WORK ORDER ->
Where a line in the entries below contains the word "current", it counts; give the total by itself.

(Beginning of DATA FOR REVIEW)

//! Debounced preference persistence
//!
//! Handlers publish the latest [`PersistedPrefs`] snapshot on a watch
//! channel. A single writer task saves it to `prefs.json` once changes have
//! been quiet for the debounce period, so a burst of updates costs one write.
//! On shutdown the writer flushes whatever is still unsaved.

use shelf_common::PersistedPrefs;
use std::path::{Path, PathBuf};
use std::sync::atomic::{AtomicUsize, Ordering};
use std::sync::Arc;
use std::time::Duration;
use tokio::sync::{oneshot, watch};
use tokio::task::JoinHandle;
use tracing::{debug, info, warn};

/// File name of the saved preferences inside the data folder
pub const PREFS_FILE: &str = "prefs.json";

pub fn prefs_path(data_folder: &Path) -> PathBuf {
    data_folder.join(PREFS_FILE)
}

/// Read saved preferences
///
/// A missing file yields defaults silently; an unreadable or corrupt one
/// yields defaults with a warning.
pub fn load_prefs(path: &Path) -> PersistedPrefs {
    let content = match std::fs::read_to_string(path) {
        Ok(content) => content,
        Err(e) if e.kind() == std::io::ErrorKind::NotFound => {
            debug!("No saved preferences at {}", path.display());
            return PersistedPrefs::default();
        }
        Err(e) => {
            warn!("Cannot read preferences {}: {}", path.display(), e);
            return PersistedPrefs::default();
        }
    };

    serde_json::from_str(&content).unwrap_or_else(|e| {
        warn!("Ignoring corrupt preferences {}: {}", path.display(), e);
        PersistedPrefs::default()
    })
}

/// Write preferences atomically (temp file, then rename)
pub async fn save_prefs(path: &Path, prefs: &PersistedPrefs) -> shelf_common::Result<()> {
    if let Some(parent) = path.parent() {
        tokio::fs::create_dir_all(parent).await?;
    }

    let json = serde_json::to_vec_pretty(prefs)?;
    let tmp = path.with_extension("json.tmp");
    tokio::fs::write(&tmp, json).await?;
    tokio::fs::rename(&tmp, path).await?;
    Ok(())
}

/// Publishing side of the persister, cheap to clone into handlers
#[derive(Clone)]
pub struct PrefsHandle {
    tx: Arc<watch::Sender<PersistedPrefs>>,
}

impl PrefsHandle {
    /// Schedule `prefs` for saving; identical snapshots are ignored
    pub fn publish(&self, prefs: PersistedPrefs) {
        self.tx.send_if_modified(|current| {
            if *current == prefs {
                false
            } else {
                *current = prefs;
                true
            }
        });
    }

    /// Most recently published snapshot
    pub fn latest(&self) -> PersistedPrefs {
        *self.tx.borrow()
    }
}

/// Owner of the background writer task
pub struct PrefsPersister {
    handle: PrefsHandle,
    stop: oneshot::Sender<()>,
    task: JoinHandle<()>,
    writes: Arc<AtomicUsize>,
}

impl PrefsPersister {
    /// Start the writer; `initial` is what is already on disk
    pub fn spawn(path: PathBuf, initial: PersistedPrefs, debounce: Duration) -> Self {
        let (tx, rx) = watch::channel(initial);
        let (stop, stop_rx) = oneshot::channel();
        let writes = Arc::new(AtomicUsize::new(0));

        let task = tokio::spawn(run_writer(path, initial, rx, debounce, stop_rx, Arc::clone(&writes)));

        Self {
            handle: PrefsHandle { tx: Arc::new(tx) },
            stop,
            task,
            writes,
        }
    }

    pub fn handle(&self) -> PrefsHandle {
        self.handle.clone()
    }

    /// Completed disk writes so far
    pub fn writes(&self) -> usize {
        self.writes.load(Ordering::SeqCst)
    }

    /// Flush unsaved preferences and stop the writer
    pub async fn shutdown(self) {
        // The writer may already be gone if the channel closed
        let _ = self.stop.send(());
        if let Err(e) = self.task.await {
            warn!("Preference writer ended abnormally: {}", e);
        }
    }
}

async fn run_writer(
    path: PathBuf,
    mut saved: PersistedPrefs,
    mut rx: watch::Receiver<PersistedPrefs>,
    debounce: Duration,
    mut stop: oneshot::Receiver<()>,
    writes: Arc<AtomicUsize>,
) {
    let mut stopping = false;

    while !stopping {
        tokio::select! {
            changed = rx.changed() => {
                if changed.is_err() {
                    break;
                }
            }
            _ = &mut stop => break,
        }

        // Quiet period; each further change restarts it
        loop {
            tokio::select! {
                _ = tokio::time::sleep(debounce) => break,
                changed = rx.changed() => {
                    if changed.is_err() {
                        stopping = true;
                        break;
                    }
                }
                _ = &mut stop => {
                    stopping = true;
                    break;
                }
            }
        }

        let latest = *rx.borrow_and_update();
        saved = write_if_changed(&path, latest, saved, &writes).await;
    }

    let latest = *rx.borrow();
    write_if_changed(&path, latest, saved, &writes).await;
    debug!("Preference writer stopped");
}

/// Save `latest` unless it matches what is on disk; returns the on-disk value
async fn write_if_changed(
    path: &Path,
    latest: PersistedPrefs,
    saved: PersistedPrefs,
    writes: &AtomicUsize,
) -> PersistedPrefs {
    if latest == saved {
        return saved;
    }

    match save_prefs(path, &latest).await {
        Ok(()) => {
            writes.fetch_add(1, Ordering::SeqCst);
            info!("Saved preferences to {}", path.display());
            latest
        }
        Err(e) => {
            warn!("Failed to save preferences to {}: {}", path.display(), e);
            saved
        }
    }
}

(End of DATA FOR REVIEW)

SOLUTION FOR THIS TASK ->
3